Para analistas, novo comando não muda STF
Constitucionalistas dizem que falta unidade e transparência ao Supremo, mas presidente pouco pode fazer para alterar o quadro

Para outro especialista, no entanto, declarações de Cezar Peluso sinalizam uma intenção de fazer mudanças no funcionamento da corte

Sai o polêmico Gilmar Mendes, entra o reservado Cezar Peluso. A diferença radical de estilo entre os dois, porém, não significa nenhuma mudança importante no funcionamento interno do Supremo Tribunal Federal, afirmam especialistas ouvidos pela Folha.
"A troca na presidência do STF produz apenas efeitos superficiais. No que realmente importa, o Supremo é o mesmo há décadas, independentemente do estilo do presidente. Tivemos figuras tão diferentes quanto Nelson Jobim e Ellen Gracie, mas a corte funcionou da mesma forma", diz Virgílio Afonso da Silva, professor da Faculdade de Direito da USP.
Para ele, o presidente do STF tem poucas possibilidades formais de mudar aspectos "realmente importantes, como a ausência de unidade da corte e a falta de transparência".
Segundo Silva, um tribunal constitucional, como o STF, deve deixar claro para o público como a corte pensa acerca dos temas que julga.
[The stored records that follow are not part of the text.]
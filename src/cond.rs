use std::fmt;

use crate::bits::{get_bit, set_bit_to};

/// Condition code carried in bits 31..28 of every instruction.
#[derive(Clone, Copy, PartialEq, Eq, Debug)]
pub enum Cond {
    /// Z set
    Eq,
    /// Z clear
    Ne,
    /// N == V
    Ge,
    /// N != V
    Lt,
    /// Z clear and N == V
    Gt,
    /// Z set or N != V
    Le,
    /// Unconditional
    Al,
    /// Any other 4-bit code. Never passes.
    Reserved(u8),
}

impl Cond {
    pub fn from_bits(bits: u32) -> Self {
        match bits & 0xF {
            0x0 => Cond::Eq,
            0x1 => Cond::Ne,
            0xA => Cond::Ge,
            0xB => Cond::Lt,
            0xC => Cond::Gt,
            0xD => Cond::Le,
            0xE => Cond::Al,
            other => Cond::Reserved(other as u8),
        }
    }

    pub fn bits(self) -> u32 {
        match self {
            Cond::Eq => 0x0,
            Cond::Ne => 0x1,
            Cond::Ge => 0xA,
            Cond::Lt => 0xB,
            Cond::Gt => 0xC,
            Cond::Le => 0xD,
            Cond::Al => 0xE,
            Cond::Reserved(bits) => bits as u32 & 0xF,
        }
    }

    /// Whether an instruction carrying this condition executes under `flags`.
    pub fn passes(self, flags: Flags) -> bool {
        let Flags { n, z, v, .. } = flags;
        match self {
            Cond::Eq => z,
            Cond::Ne => !z,
            Cond::Ge => n == v,
            Cond::Lt => n != v,
            Cond::Gt => !z && n == v,
            Cond::Le => z || n != v,
            Cond::Al => true,
            Cond::Reserved(_) => false,
        }
    }

    /// Mnemonic suffix, empty for `Al`.
    pub fn suffix(self) -> &'static str {
        match self {
            Cond::Eq => "eq",
            Cond::Ne => "ne",
            Cond::Ge => "ge",
            Cond::Lt => "lt",
            Cond::Gt => "gt",
            Cond::Le => "le",
            Cond::Al => "",
            Cond::Reserved(_) => "??",
        }
    }
}

impl fmt::Display for Cond {
    fn fmt(&self, f: &mut fmt::Formatter<'_>) -> fmt::Result {
        f.write_str(self.suffix())
    }
}

/// Status flags, stored in the top four bits of the CPSR.
#[derive(Clone, Copy, PartialEq, Eq, Default, Debug)]
pub struct Flags {
    pub n: bool,
    pub z: bool,
    pub c: bool,
    pub v: bool,
}

impl Flags {
    pub const N_BIT: u32 = 31;
    pub const Z_BIT: u32 = 30;
    pub const C_BIT: u32 = 29;
    pub const V_BIT: u32 = 28;

    pub fn from_cpsr(cpsr: u32) -> Self {
        Flags {
            n: get_bit(cpsr, Self::N_BIT),
            z: get_bit(cpsr, Self::Z_BIT),
            c: get_bit(cpsr, Self::C_BIT),
            v: get_bit(cpsr, Self::V_BIT),
        }
    }

    /// Write the flags into `cpsr`, keeping its low 28 bits.
    pub fn apply(self, cpsr: u32) -> u32 {
        let cpsr = set_bit_to(cpsr, Self::N_BIT, self.n);
        let cpsr = set_bit_to(cpsr, Self::Z_BIT, self.z);
        let cpsr = set_bit_to(cpsr, Self::C_BIT, self.c);
        set_bit_to(cpsr, Self::V_BIT, self.v)
    }
}
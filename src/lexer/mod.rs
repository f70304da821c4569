use std::fmt;
use std::num::ParseIntError;

use crate::lexer::cursor::Cursor;
use crate::span::Span;

pub mod cursor;

#[derive(Clone, Copy, PartialEq, Eq, Debug)]
pub struct Token {
    pub kind: TokenKind,
    pub span: Span,
}

impl Token {
    pub fn new(kind: TokenKind, span: Span) -> Self {
        Token { kind, span }
    }
}

#[derive(Clone, Copy, PartialEq, Eq, Debug)]
pub enum TokenKind {
    /// Mnemonics, shift names and labels
    Ident,
    /// `r0` to `r15`
    Reg(u8),
    /// `#5`, `#-4`, `#0x1f`
    Imm,
    /// `=0x12345678`, the operand of the load-constant pseudo-instruction
    Lit,
    Comma,
    OpenBracket,
    CloseBracket,
    Colon,
    Minus,
    Unknown,
    /// End of the line
    Eof,
}

impl fmt::Display for TokenKind {
    fn fmt(&self, f: &mut fmt::Formatter<'_>) -> fmt::Result {
        match self {
            TokenKind::Ident => f.write_str("identifier"),
            TokenKind::Reg(_) => f.write_str("register"),
            TokenKind::Imm => f.write_str("immediate"),
            TokenKind::Lit => f.write_str("literal"),
            TokenKind::Comma => f.write_str("','"),
            TokenKind::OpenBracket => f.write_str("'['"),
            TokenKind::CloseBracket => f.write_str("']'"),
            TokenKind::Colon => f.write_str("':'"),
            TokenKind::Minus => f.write_str("'-'"),
            TokenKind::Unknown => f.write_str("unknown token"),
            TokenKind::Eof => f.write_str("end of line"),
        }
    }
}

/// Split one line into tokens, always ending with `Eof`. `base` is the offset of the line in the
/// whole source, so spans can be reported against it.
pub fn tokenize(line: &str, base: usize) -> Vec<Token> {
    let mut cursor = Cursor::new(line, base);
    let mut toks = Vec::new();
    loop {
        let token = cursor.advance_token();
        toks.push(token);
        if token.kind == TokenKind::Eof {
            return toks;
        }
    }
}

pub(crate) fn is_whitespace(c: char) -> bool {
    matches!(c, ' ' | '\t' | '\r' | '\n')
}

pub(crate) fn is_id(c: char) -> bool {
    matches!(c, 'a'..='z' | 'A'..='Z' | '0'..='9' | '_')
}

/// Register number for `r<digits>`, if in range.
fn register(ident: &str) -> Option<u8> {
    let digits = ident.strip_prefix(['r', 'R'])?;
    if digits.is_empty() || !digits.bytes().all(|b| b.is_ascii_digit()) {
        return None;
    }
    digits.parse().ok().filter(|&reg| reg <= 15)
}

/// Value of a number after its `#` or `=` prefix: decimal, or hex with `0x`, optionally negated.
pub fn parse_int(text: &str) -> Result<i64, ParseIntError> {
    let (negative, digits) = match text.strip_prefix('-') {
        Some(rest) => (true, rest),
        None => (false, text),
    };
    let magnitude = match digits
        .strip_prefix("0x")
        .or_else(|| digits.strip_prefix("0X"))
    {
        Some(hex) => i64::from_str_radix(hex, 16)?,
        None => digits.parse::<i64>()?,
    };
    Ok(if negative { -magnitude } else { magnitude })
}

impl Cursor<'_> {
    pub fn advance_token(&mut self) -> Token {
        self.take_while(is_whitespace);
        self.reset_pos();

        let first_char = match self.bump() {
            Some(c) => c,
            None => return Token::new(TokenKind::Eof, Span::new(self.token_offs(), 0)),
        };
        let kind = match first_char {
            ',' => TokenKind::Comma,
            '[' => TokenKind::OpenBracket,
            ']' => TokenKind::CloseBracket,
            ':' => TokenKind::Colon,
            '-' => TokenKind::Minus,
            '#' | '=' => {
                if self.first() == '-' {
                    self.bump();
                }
                self.take_while(is_id);
                if first_char == '#' {
                    TokenKind::Imm
                } else {
                    TokenKind::Lit
                }
            }
            c if c.is_ascii_alphabetic() || c == '_' => {
                self.take_while(is_id);
                // Registers are identifiers of a particular shape
                match register(self.token_text()) {
                    Some(reg) => TokenKind::Reg(reg),
                    None => TokenKind::Ident,
                }
            }
            _ => {
                self.take_while(|c| !is_whitespace(c) && !matches!(c, ',' | '[' | ']'));
                TokenKind::Unknown
            }
        };
        Token::new(kind, Span::new(self.token_offs(), self.pos_in_token()))
    }
}
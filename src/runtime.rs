use std::fmt;

use miette::Result;

use crate::bits::get_bit;
use crate::instr::{
    decode_immediate, Branch, DataProcessing, Instruction, Multiply, Opcode, ShiftKind, ShiftedReg,
    Transfer,
};
use crate::output::{self, Slot};
use crate::state::{MachineState, MEMORY_SIZE};

/// What the pipeline does with the word fetched during the current cycle.
#[derive(Clone, Copy, PartialEq, Eq, Debug)]
pub enum Step {
    /// Discard it; the program counter moved after it was fetched.
    Skip,
    /// Execute it next cycle.
    Continue,
    /// A halt was executed.
    Stop,
}

/// Guest program error. Reported, but the emulator keeps running.
#[derive(Clone, Copy, PartialEq, Eq, Debug)]
pub enum Fault {
    Memory { addr: u32 },
    Branch { target: u32 },
}

impl fmt::Display for Fault {
    fn fmt(&self, f: &mut fmt::Formatter<'_>) -> fmt::Result {
        match self {
            Fault::Memory { addr } => {
                write!(f, "Out of bounds memory access at address 0x{addr:08x}")
            }
            Fault::Branch { target } => {
                write!(f, "Branch target out of bounds at address 0x{target:08x}")
            }
        }
    }
}

/// Owns the machine for one emulation run.
pub struct RunEnvironment {
    state: MachineState,
    faults: Vec<Fault>,
    trace: bool,
}

impl RunEnvironment {
    pub fn new(state: MachineState) -> Self {
        RunEnvironment {
            state,
            faults: Vec::new(),
            trace: false,
        }
    }

    /// Load a flat binary image at address 0.
    pub fn from_raw(image: &[u8]) -> Result<Self> {
        Ok(Self::new(MachineState::from_image(image)?))
    }

    pub fn set_trace(&mut self, trace: bool) {
        self.trace = trace;
    }

    pub fn state(&self) -> &MachineState {
        &self.state
    }

    pub fn state_mut(&mut self) -> &mut MachineState {
        &mut self.state
    }

    /// Faults raised so far, oldest first.
    pub fn faults(&self) -> &[Fault] {
        &self.faults
    }

    /// Fetch, decode and execute until a halt or until the program counter leaves memory.
    ///
    /// The executing instruction always sees the program counter 8 bytes past its own address:
    /// one word sits fetched but not yet decoded, one decoded but not yet executed. A taken branch
    /// invalidates the decoded word, which is dropped on the following cycle.
    pub fn run(&mut self) {
        let mut fetched = self.fetch();
        let mut decoded: Option<(u32, u32)> = None;
        let mut step = Step::Skip;

        while (self.state.pc() as usize) < MEMORY_SIZE && step != Step::Stop {
            step = match step {
                Step::Continue => match decoded {
                    Some((addr, word)) => {
                        if self.trace {
                            output::trace(addr, word, Slot::Execute);
                        }
                        self.execute(Instruction::decode(word))
                    }
                    None => Step::Continue,
                },
                Step::Skip => {
                    if let (true, Some((addr, word))) = (self.trace, decoded) {
                        output::trace(addr, word, Slot::Flush);
                    }
                    Step::Continue
                }
                Step::Stop => unreachable!("loop exits on stop"),
            };

            if step != Step::Stop {
                decoded = Some(fetched);
                fetched = self.fetch();
            }
        }
    }

    /// Read the word at the program counter and advance past it.
    fn fetch(&mut self) -> (u32, u32) {
        let pc = self.state.pc();
        // Past the last full word reads as a halt
        let word = self.state.read_word(pc).unwrap_or(0);
        self.state.set_pc(pc.wrapping_add(4));
        (pc, word)
    }

    /// Apply one decoded instruction, if its condition holds.
    pub fn execute(&mut self, instr: Instruction) -> Step {
        let flags = self.state.flags();
        match instr {
            Instruction::Halt => Step::Stop,
            Instruction::DataProcessing(dp) => {
                if dp.cond.passes(flags) {
                    self.data_processing(dp);
                }
                Step::Continue
            }
            Instruction::Multiply(mul) => {
                if mul.cond.passes(flags) {
                    self.multiply(mul);
                }
                Step::Continue
            }
            Instruction::Transfer(sdt) => {
                if sdt.cond.passes(flags) {
                    self.transfer(sdt);
                }
                Step::Continue
            }
            Instruction::Branch(br) => {
                if br.cond.passes(flags) && self.branch(br) {
                    Step::Skip
                } else {
                    Step::Continue
                }
            }
        }
    }

    /// Value of a shifted register operand and the last bit shifted out, if anything shifted.
    fn shift(&self, operand: ShiftedReg) -> (u32, Option<bool>) {
        let value = self.state.reg(operand.rm);
        if operand.amount == 0 {
            return (value, None);
        }
        let (value, carry) = operand.kind.apply(value, operand.amount as u32);
        (value, Some(carry))
    }

    fn data_processing(&mut self, dp: DataProcessing) {
        let (op2, shift_carry) = if dp.immediate {
            (decode_immediate(dp.operand2), None)
        } else {
            let operand = ShiftedReg::decode(dp.operand2);
            let (value, carry) = self.shift(operand);
            // Only left shifts feed the carry flag, and they set C rather than N
            (value, carry.filter(|_| operand.kind == ShiftKind::Lsl))
        };
        let op1 = self.state.reg(dp.rn);

        let (result, alu_carry) = match dp.opcode {
            Opcode::And | Opcode::Tst => (op1 & op2, None),
            Opcode::Eor | Opcode::Teq => (op1 ^ op2, None),
            // Carry is "no borrow"
            Opcode::Sub | Opcode::Cmp => (op1.wrapping_sub(op2), Some(op1 >= op2)),
            Opcode::Rsb => (op2.wrapping_sub(op1), Some(op2 >= op1)),
            Opcode::Add => {
                let (sum, overflow) = op1.overflowing_add(op2);
                (sum, Some(overflow))
            }
            Opcode::Orr => (op1 | op2, None),
            Opcode::Mov => (op2, None),
            Opcode::Unassigned(_) => return,
        };

        if dp.opcode.writes_result() {
            self.state.set_reg(dp.rd, result);
        }

        if dp.set_flags {
            let mut flags = self.state.flags();
            if let Some(carry) = alu_carry.or(shift_carry) {
                flags.c = carry;
            }
            flags.z = result == 0;
            flags.n = get_bit(result, 31);
            self.state.set_flags(flags);
        }
    }

    fn multiply(&mut self, mul: Multiply) {
        let mut result = self.state.reg(mul.rm).wrapping_mul(self.state.reg(mul.rs));
        if mul.accumulate {
            result = result.wrapping_add(self.state.reg(mul.rn));
        }

        if mul.set_flags {
            // N and Z are only ever set here, and at most one of them
            let mut flags = self.state.flags();
            if (result as i32) < 0 {
                flags.n = true;
            } else if result == 0 {
                flags.z = true;
            }
            self.state.set_flags(flags);
        }

        self.state.set_reg(mul.rd, result);
    }

    fn transfer(&mut self, sdt: Transfer) {
        let offset = if sdt.immediate {
            self.shift(ShiftedReg::decode(sdt.offset)).0
        } else {
            sdt.offset
        };
        let base = self.state.reg(sdt.rn);
        let moved = if sdt.up {
            base.wrapping_add(offset)
        } else {
            base.wrapping_sub(offset)
        };
        let addr = if sdt.pre_indexed { moved } else { base };

        // Post-indexed write-back happens even when the access faults
        if !sdt.pre_indexed {
            self.state.set_reg(sdt.rn, moved);
        }

        if !MachineState::word_in_bounds(addr) {
            self.fault(Fault::Memory { addr });
            return;
        }

        if sdt.load {
            if let Some(val) = self.state.read_word(addr) {
                self.state.set_reg(sdt.rd, val);
            }
        } else {
            let val = self.state.reg(sdt.rd);
            self.state.write_word(addr, val);
        }
    }

    /// Returns whether the program counter was moved.
    fn branch(&mut self, br: Branch) -> bool {
        let target = self.state.pc().wrapping_add(br.delta());
        if target as usize >= MEMORY_SIZE {
            self.fault(Fault::Branch { target });
            return false;
        }
        self.state.set_pc(target);
        true
    }

    fn fault(&mut self, fault: Fault) {
        output::report_fault(&fault);
        self.faults.push(fault);
    }
}
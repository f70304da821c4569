use std::ops::Range;

use miette::SourceSpan;

/// Byte range within the whole source file.
#[derive(Clone, Copy, PartialEq, Eq, Default, Hash, Debug)]
pub struct Span {
    offs: usize,
    len: usize,
}

impl Span {
    pub fn new(offs: usize, len: usize) -> Self {
        Span { offs, len }
    }

    pub fn offs(&self) -> usize {
        self.offs
    }

    pub fn len(&self) -> usize {
        self.len
    }

    pub fn end(&self) -> usize {
        self.offs + self.len
    }

    pub fn range(&self) -> Range<usize> {
        self.offs..self.end()
    }
}

impl From<Span> for SourceSpan {
    fn from(value: Span) -> Self {
        SourceSpan::new(value.offs().into(), value.len())
    }
}
use std::num::ParseIntError;

use miette::{miette, LabeledSpan, Report, Severity};

use crate::lexer::Token;
use crate::span::Span;

// Parser errors

pub fn parse_unknown_mnemonic(span: Span, src: &str) -> Report {
    miette!(
        severity = Severity::Error,
        code = "parse::mnemonic",
        help = "supported instructions are data processing, mul/mla, ldr/str, branches, shifts and andeq",
        labels = vec![LabeledSpan::at(span, "unknown mnemonic")],
        "Encountered an unknown mnemonic",
    )
    .with_source_code(src.to_owned())
}

pub fn parse_generic_unexpected(src: &str, expected: &str, found: Token) -> Report {
    miette!(
        severity = Severity::Error,
        code = "parse::unexpected_token",
        help = "check the operands for this instruction",
        labels = vec![LabeledSpan::at(found.span, "unexpected token")],
        "Expected {expected}, found {}",
        found.kind
    )
    .with_source_code(src.to_owned())
}

pub fn parse_bad_lit(span: Span, src: &str, e: ParseIntError) -> Report {
    miette!(
        severity = Severity::Error,
        code = "parse::bad_lit",
        help = "numbers are decimal like #12 or hex like #0xC, optionally negative",
        labels = vec![LabeledSpan::at(span, "incorrect literal")],
        "Encountered an invalid literal: {e}",
    )
    .with_source_code(src.to_owned())
}

pub fn parse_lit_range(span: Span, src: &str, max: u32) -> Report {
    miette!(
        severity = Severity::Error,
        code = "parse::lit_range",
        help = format!("this operand accepts values up to {max}"),
        labels = vec![LabeledSpan::at(span, "out of range")],
        "Literal does not fit its field",
    )
    .with_source_code(src.to_owned())
}

pub fn parse_duplicate_label(span: Span, src: &str, first: u32) -> Report {
    miette!(
        severity = Severity::Error,
        code = "parse::duplicate_label",
        help = format!("this label is already bound to address 0x{first:08x}"),
        labels = vec![LabeledSpan::at(span, "duplicate label")],
        "Duplicate label",
    )
    .with_source_code(src.to_owned())
}

// Encoding errors

pub fn asm_undefined_label(span: Span, src: &str) -> Report {
    miette!(
        severity = Severity::Error,
        code = "asm::undefined_label",
        help = "labels are defined with `name:` at the start of a line",
        labels = vec![LabeledSpan::at(span, "undefined label")],
        "Branch to an undefined label",
    )
    .with_source_code(src.to_owned())
}

pub fn asm_immediate(span: Span, src: &str, value: u32) -> Report {
    miette!(
        severity = Severity::Error,
        code = "asm::immediate",
        help = "immediates must be an 8-bit value rotated right by an even amount; use `ldr rd, =value` to load any constant",
        labels = vec![LabeledSpan::at(span, "not representable")],
        "Immediate 0x{value:08x} cannot be encoded",
    )
    .with_source_code(src.to_owned())
}

pub fn asm_offset_range(span: Span, src: &str, offset: i64) -> Report {
    miette!(
        severity = Severity::Error,
        code = "asm::offset",
        help = "transfer offsets are limited to 12 bits, at most 4095 bytes either way",
        labels = vec![LabeledSpan::at(span, "offset out of range")],
        "Offset {offset} does not fit the transfer offset field",
    )
    .with_source_code(src.to_owned())
}

pub fn asm_literal_store(span: Span, src: &str) -> Report {
    miette!(
        severity = Severity::Error,
        code = "asm::literal_store",
        help = "`=value` can only be used with ldr",
        labels = vec![LabeledSpan::at(span, "literal operand")],
        "Cannot store to a constant",
    )
    .with_source_code(src.to_owned())
}
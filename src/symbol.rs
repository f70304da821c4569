use std::str::FromStr;

use fxhash::FxBuildHasher;
use indexmap::IndexMap;

use crate::cond::Cond;
use crate::instr::{Opcode, ShiftKind};

type FxMap<K, V> = IndexMap<K, V, FxBuildHasher>;

/// Label name to byte address, in definition order.
#[derive(Default, Debug)]
pub struct SymbolTable {
    map: FxMap<String, u32>,
}

impl SymbolTable {
    pub fn new() -> Self {
        SymbolTable {
            map: IndexMap::with_hasher(FxBuildHasher::default()),
        }
    }

    /// Bind `label` to `addr`. Returns the earlier address if the label was already bound, in
    /// which case the table is left unchanged.
    pub fn insert(&mut self, label: &str, addr: u32) -> Option<u32> {
        if let Some(&prev) = self.map.get(label) {
            return Some(prev);
        }
        self.map.insert(label.to_owned(), addr);
        None
    }

    pub fn get(&self, label: &str) -> Option<u32> {
        self.map.get(label).copied()
    }

    pub fn len(&self) -> usize {
        self.map.len()
    }

    pub fn is_empty(&self) -> bool {
        self.map.is_empty()
    }

    pub fn iter(&self) -> impl Iterator<Item = (&str, u32)> {
        self.map.iter().map(|(label, &addr)| (label.as_str(), addr))
    }
}

/// Every mnemonic the assembler accepts, grouped by operand shape.
#[derive(Clone, Copy, PartialEq, Eq, Debug)]
pub enum Mnemonic {
    /// `op rd, rn, <operand2>`
    Compute(Opcode),
    /// `mov rd, <operand2>`
    Mov,
    /// `op rn, <operand2>`, always sets flags
    Compare(Opcode),
    Mul,
    Mla,
    Ldr,
    Str,
    Branch(Cond),
    /// `lsl rd, #n` and friends, shorthand for `mov rd, rd, <kind> #n`
    Shift(ShiftKind),
    /// `andeq r0, r0, r0`, the halt word
    Andeq,
}

impl FromStr for Mnemonic {
    type Err = ();

    fn from_str(s: &str) -> Result<Self, Self::Err> {
        let mnemonic = match s.to_ascii_lowercase().as_str() {
            "and" => Mnemonic::Compute(Opcode::And),
            "eor" => Mnemonic::Compute(Opcode::Eor),
            "sub" => Mnemonic::Compute(Opcode::Sub),
            "rsb" => Mnemonic::Compute(Opcode::Rsb),
            "add" => Mnemonic::Compute(Opcode::Add),
            "orr" => Mnemonic::Compute(Opcode::Orr),
            "mov" => Mnemonic::Mov,
            "tst" => Mnemonic::Compare(Opcode::Tst),
            "teq" => Mnemonic::Compare(Opcode::Teq),
            "cmp" => Mnemonic::Compare(Opcode::Cmp),
            "mul" => Mnemonic::Mul,
            "mla" => Mnemonic::Mla,
            "ldr" => Mnemonic::Ldr,
            "str" => Mnemonic::Str,
            "beq" => Mnemonic::Branch(Cond::Eq),
            "bne" => Mnemonic::Branch(Cond::Ne),
            "bge" => Mnemonic::Branch(Cond::Ge),
            "blt" => Mnemonic::Branch(Cond::Lt),
            "bgt" => Mnemonic::Branch(Cond::Gt),
            "ble" => Mnemonic::Branch(Cond::Le),
            "bal" | "b" => Mnemonic::Branch(Cond::Al),
            "lsl" => Mnemonic::Shift(ShiftKind::Lsl),
            "lsr" => Mnemonic::Shift(ShiftKind::Lsr),
            "asr" => Mnemonic::Shift(ShiftKind::Asr),
            "ror" => Mnemonic::Shift(ShiftKind::Ror),
            "andeq" => Mnemonic::Andeq,
            _ => return Err(()),
        };
        Ok(mnemonic)
    }
}
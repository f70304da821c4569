use std::fs;
use std::path::{Path, PathBuf};

use clap::{Parser, Subcommand};
use colored::Colorize;
use miette::{bail, IntoDiagnostic, Result};

use armlet::output::{self, Dump};
use armlet::{assemble, Instruction, RunEnvironment};

/// Armlet assembles and emulates a reduced 32-bit ARM instruction set.
#[derive(Parser)]
#[command(version)]
struct Args {
    #[command(subcommand)]
    command: Option<Command>,
}

#[derive(Subcommand)]
enum Command {
    /// Assemble a text source file into a flat binary
    Assemble {
        /// Assembly source to read
        input: PathBuf,
        /// Binary file to write
        output: PathBuf,
    },
    /// Run a binary and print the final machine state
    Emulate {
        /// Binary file to load at address 0
        input: PathBuf,
        /// Produce minimal output, suited for blackbox tests
        #[arg(short, long)]
        minimal: bool,
    },
    /// Assemble a source file in memory and run it
    Run {
        /// Assembly source to run
        input: PathBuf,
        /// Produce minimal output, suited for blackbox tests
        #[arg(short, long)]
        minimal: bool,
    },
    /// Check a source file without writing a binary
    Check {
        /// Assembly source to check
        input: PathBuf,
    },
    /// Print the decoded instructions of a binary
    Disassemble {
        /// Binary file to decode
        input: PathBuf,
    },
}

fn main() -> miette::Result<()> {
    use MsgColor::*;
    let args = Args::parse();
    armlet::env::init();

    miette::set_hook(Box::new(|_| {
        Box::new(
            miette::MietteHandlerOpts::new() //
                .context_lines(armlet::env::context_lines())
                .build(),
        )
    }))?;

    let Some(command) = args.command else {
        println!("\n~ armlet v{VERSION} ~");
        println!("{}", LOGO.cyan().bold());
        println!("{SHORT_INFO}");
        return Ok(());
    };

    match command {
        Command::Assemble { input, output } => {
            file_message(Green, "Assembling", &input);
            let src = fs::read_to_string(&input).into_diagnostic()?;
            let binary = assemble(&src)?;
            message(Green, "Finished", &format!("emit {} bytes", binary.len()));
            fs::write(&output, binary).into_diagnostic()?;
            file_message(Green, "Saved", &output);
            Ok(())
        }
        Command::Emulate { input, minimal } => {
            let binary = fs::read(&input).into_diagnostic()?;
            emulate(&input, &binary, minimal)
        }
        Command::Run { input, minimal } => {
            if !minimal {
                file_message(Green, "Assembling", &input);
            }
            let src = fs::read_to_string(&input).into_diagnostic()?;
            let binary = assemble(&src)?;
            emulate(&input, &binary, minimal)
        }
        Command::Check { input } => {
            file_message(Green, "Checking", &input);
            let src = fs::read_to_string(&input).into_diagnostic()?;
            let _ = assemble(&src)?;
            message(Green, "Success", "no errors found!");
            Ok(())
        }
        Command::Disassemble { input } => {
            let binary = fs::read(&input).into_diagnostic()?;
            if binary.len() % 4 != 0 {
                bail!(
                    code = "load::unaligned",
                    help = "binaries are made of whole 32-bit words",
                    "File is not aligned to 32 bits"
                );
            }
            for (i, word) in binary.chunks_exact(4).enumerate() {
                let word = u32::from_le_bytes([word[0], word[1], word[2], word[3]]);
                println!("0x{:08x}: {word:08x}  {}", i * 4, Instruction::decode(word));
            }
            Ok(())
        }
    }
}

#[allow(unused)]
enum MsgColor {
    Green,
    Cyan,
    Red,
}

fn file_message(color: MsgColor, left: &str, right: &Path) {
    let right = format!("target {}", right.display());
    message(color, left, &right);
}

fn message(color: MsgColor, left: &str, right: &str) {
    let left = match color {
        MsgColor::Green => left.green(),
        MsgColor::Cyan => left.cyan(),
        MsgColor::Red => left.red(),
    };
    eprintln!("{left:>12} {right}");
}

fn emulate(name: &Path, binary: &[u8], minimal: bool) -> Result<()> {
    let mut program = RunEnvironment::from_raw(binary)?;
    output::set_minimal(minimal);
    program.set_trace(armlet::env::is_trace_enabled());

    if !minimal {
        message(MsgColor::Green, "Running", "emitted binary");
    }
    program.run();

    print!("{}", Dump(program.state()));
    if !minimal {
        let faults = program.faults().len();
        if faults > 0 {
            message(MsgColor::Red, "Faulted", &format!("{faults} time(s)"));
        }
        file_message(MsgColor::Green, "Completed", name);
    }
    Ok(())
}

const LOGO: &str = r#"
                     _      _
   __ _ _ __ _ __ ___ | | ___| |_
  / _` | '__| '_ ` _ \| |/ _ \ __|
 | (_| | |  | | | | | | |  __/ |_
  \__,_|_|  |_| |_| |_|_|\___|\__|"#;

const SHORT_INFO: &str = r"
Welcome to armlet, a two-pass assembler and pipelined emulator
for a reduced 32-bit ARM instruction set.
Please use `-h` or `--help` to access the usage instructions.
";

const VERSION: &str = env!("CARGO_PKG_VERSION");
Para isso, "é preciso haver unidade na deliberação, o que hoje não existe no STF, e transparência com relação aos argumentos utilizados, o que também não há".
Conrado Hübner Mendes, professor da Escola de Direito da FGV-SP e da Sociedade Brasileira de Direito Público, concorda que os presidentes passados "não mudaram em nada o problemático estilo decisório do tribunal". Para ele, o maior problema é que os ministros atuam como se fossem "11 ilhas, e não um todo coeso".
Mendes acrescenta um terceiro aspecto: a agenda do STF. "Do ponto de vista quantitativo, é preciso reduzir a pauta e aplicar a máxima "decidir menos e melhor". Do ponto de vista qualitativo, a formulação da agenda não é transparente. Isso prejudica o debate, pois não se sabe com antecedência quais casos serão decididos", afirma.
Para Mendes, é difícil que o novo chefe do Poder Judiciário consiga modificar essa situação, sobretudo quando se trata da cultura personalista das decisões do STF. Mas, diz ele, "o presidente tem a possibilidade de despertar essa mudança".

Temperamento
Diogo Coutinho, professor da Faculdade de Direito da USP, concorda com o diagnóstico, mas é mais otimista quanto ao prognóstico. Para ele, "as declarações de Peluso e seu temperamento mostram disposição para consolidar, quando for possível e apropriado, uma opinião institucional da corte sobre certos temas".
Coutinho refere-se à entrevista que Peluso deu à Folha em março, na qual o novo presidente do Supremo disse que os ministros poderiam se reunir antes dos julgamentos para tentar buscar consenso.
De acordo com Coutinho, o novo presidente também pode tentar mudar regras regimentais que digam respeito à formulação da agenda e ao andamento dos processos na corte, "limitando, por exemplo, os absurdos pedidos de vista".
Octavio Luiz Motta Ferraz, professor de direito da Universidade de Warwick (Inglaterra), acha que a solução para o problema depende menos do presidente: "Ainda que imbuído da melhor vontade nesse sentido, o que não sabemos ainda se é o caso, Peluso teria dificuldades para mudar uma cultura arraigada de personalismo e individualismo".
Para Ferraz, o novo presidente pode, quando muito, dar um primeiro passo. "Não podemos esquecer que as atribuições excessivas do STF, que resultam num número enorme de processos, e as nomeações políticas dificultam uma atuação colegiada e deliberativa, a exemplo do que ocorre na África do Sul, por exemplo", diz.

3 comentários:

Lúcia disse...

PODE APOSTAR QUE A NOVA PRESIDÊNCIA E VICE-PRESIDÊNCIA DO STF PROMOVERÃO MUDANÇAS PROFUNDAS.
NADA MAIS ALAVANCADOR DE MUDANÇAS, MESMO PARA CONSERVADORES, DO QUE DESMANDOS QUASE IRREVERSÍVEIS NA APARÊNCIA E ETERNIZADORES DE "MÁFIAS" E "ILHAS" CADA VEZ MAIS OUSADAS, A BEIRAREM AS MARGENS DOS TRÊS PODERES.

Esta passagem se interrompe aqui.